*Action item*. Filter the records below down to lines containing "notify".

*Available records*.

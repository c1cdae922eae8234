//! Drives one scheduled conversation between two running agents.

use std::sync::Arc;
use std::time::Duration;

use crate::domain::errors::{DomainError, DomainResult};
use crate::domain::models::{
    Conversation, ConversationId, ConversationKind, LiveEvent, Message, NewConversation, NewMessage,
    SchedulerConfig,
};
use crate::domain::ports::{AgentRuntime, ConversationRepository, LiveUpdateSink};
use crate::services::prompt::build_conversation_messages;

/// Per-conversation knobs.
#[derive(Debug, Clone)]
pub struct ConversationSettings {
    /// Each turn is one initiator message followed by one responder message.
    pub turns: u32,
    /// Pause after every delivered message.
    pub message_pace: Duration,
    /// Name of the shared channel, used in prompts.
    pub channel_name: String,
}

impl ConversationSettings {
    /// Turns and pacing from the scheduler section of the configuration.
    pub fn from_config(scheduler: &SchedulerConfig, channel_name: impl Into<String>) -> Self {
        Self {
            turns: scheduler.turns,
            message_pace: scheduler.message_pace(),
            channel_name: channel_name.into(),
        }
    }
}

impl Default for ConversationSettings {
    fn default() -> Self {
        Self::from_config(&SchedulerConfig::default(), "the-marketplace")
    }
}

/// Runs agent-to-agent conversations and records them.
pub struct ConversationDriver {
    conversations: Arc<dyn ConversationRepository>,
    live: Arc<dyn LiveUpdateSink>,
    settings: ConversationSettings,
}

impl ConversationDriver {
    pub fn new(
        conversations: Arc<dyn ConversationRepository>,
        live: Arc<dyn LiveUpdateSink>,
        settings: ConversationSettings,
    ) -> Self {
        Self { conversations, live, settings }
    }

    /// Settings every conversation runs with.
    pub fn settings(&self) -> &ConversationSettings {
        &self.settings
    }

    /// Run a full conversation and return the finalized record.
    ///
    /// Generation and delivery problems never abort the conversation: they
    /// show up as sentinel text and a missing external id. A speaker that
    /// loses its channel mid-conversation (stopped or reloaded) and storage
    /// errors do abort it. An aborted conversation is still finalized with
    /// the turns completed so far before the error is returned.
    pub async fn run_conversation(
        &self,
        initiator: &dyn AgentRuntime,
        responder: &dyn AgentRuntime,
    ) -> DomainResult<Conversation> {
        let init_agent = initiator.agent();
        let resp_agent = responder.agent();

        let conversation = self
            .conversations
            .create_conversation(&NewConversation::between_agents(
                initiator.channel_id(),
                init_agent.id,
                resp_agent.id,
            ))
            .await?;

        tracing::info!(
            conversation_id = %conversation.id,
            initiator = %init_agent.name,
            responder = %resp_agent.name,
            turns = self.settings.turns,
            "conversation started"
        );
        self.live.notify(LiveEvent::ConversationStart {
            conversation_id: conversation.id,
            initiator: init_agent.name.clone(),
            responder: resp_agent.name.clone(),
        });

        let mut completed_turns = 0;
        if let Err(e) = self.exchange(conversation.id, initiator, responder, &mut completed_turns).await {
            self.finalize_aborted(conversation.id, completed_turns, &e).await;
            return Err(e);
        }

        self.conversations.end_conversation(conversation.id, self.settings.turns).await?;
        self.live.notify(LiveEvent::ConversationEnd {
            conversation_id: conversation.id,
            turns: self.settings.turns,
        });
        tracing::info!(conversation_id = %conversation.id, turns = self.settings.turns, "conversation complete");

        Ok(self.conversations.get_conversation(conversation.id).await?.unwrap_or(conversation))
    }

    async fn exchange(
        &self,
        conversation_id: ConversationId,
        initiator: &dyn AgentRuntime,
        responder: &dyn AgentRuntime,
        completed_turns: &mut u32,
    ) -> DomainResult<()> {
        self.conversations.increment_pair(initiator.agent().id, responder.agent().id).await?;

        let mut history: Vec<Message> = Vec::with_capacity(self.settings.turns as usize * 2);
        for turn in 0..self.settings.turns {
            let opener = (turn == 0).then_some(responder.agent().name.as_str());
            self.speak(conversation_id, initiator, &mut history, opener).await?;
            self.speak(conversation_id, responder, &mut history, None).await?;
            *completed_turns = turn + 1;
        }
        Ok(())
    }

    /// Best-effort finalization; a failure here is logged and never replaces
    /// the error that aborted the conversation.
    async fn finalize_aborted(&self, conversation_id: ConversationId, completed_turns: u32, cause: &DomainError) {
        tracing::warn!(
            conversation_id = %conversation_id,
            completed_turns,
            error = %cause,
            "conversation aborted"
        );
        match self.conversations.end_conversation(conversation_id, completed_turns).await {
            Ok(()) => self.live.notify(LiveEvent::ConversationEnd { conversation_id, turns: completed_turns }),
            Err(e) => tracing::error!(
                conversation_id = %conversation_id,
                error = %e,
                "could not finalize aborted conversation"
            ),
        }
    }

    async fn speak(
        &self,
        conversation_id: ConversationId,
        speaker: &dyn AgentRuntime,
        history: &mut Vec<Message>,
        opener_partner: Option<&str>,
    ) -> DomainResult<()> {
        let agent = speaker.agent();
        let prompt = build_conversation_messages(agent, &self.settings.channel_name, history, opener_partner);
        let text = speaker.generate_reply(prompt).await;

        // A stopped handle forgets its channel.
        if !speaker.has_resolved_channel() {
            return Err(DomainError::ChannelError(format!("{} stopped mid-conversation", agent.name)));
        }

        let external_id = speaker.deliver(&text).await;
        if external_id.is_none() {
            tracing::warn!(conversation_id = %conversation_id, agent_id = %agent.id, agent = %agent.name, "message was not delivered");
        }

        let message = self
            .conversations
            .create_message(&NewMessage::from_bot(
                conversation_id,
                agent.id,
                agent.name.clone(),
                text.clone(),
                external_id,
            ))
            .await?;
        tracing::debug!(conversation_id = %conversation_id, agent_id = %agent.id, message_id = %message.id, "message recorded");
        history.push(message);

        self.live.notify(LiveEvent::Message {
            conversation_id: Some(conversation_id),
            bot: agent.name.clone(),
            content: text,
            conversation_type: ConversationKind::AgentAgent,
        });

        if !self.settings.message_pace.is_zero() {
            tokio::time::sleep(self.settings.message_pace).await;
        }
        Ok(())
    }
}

*Solution for this problem*.
        self.live.notify(LiveEvent::ConversationStart {
        self.live.notify(LiveEvent::ConversationEnd {
            Ok(()) => self.live.notify(LiveEvent::ConversationEnd { conversation_id, turns: completed_turns }),
        self.live.notify(LiveEvent::Message {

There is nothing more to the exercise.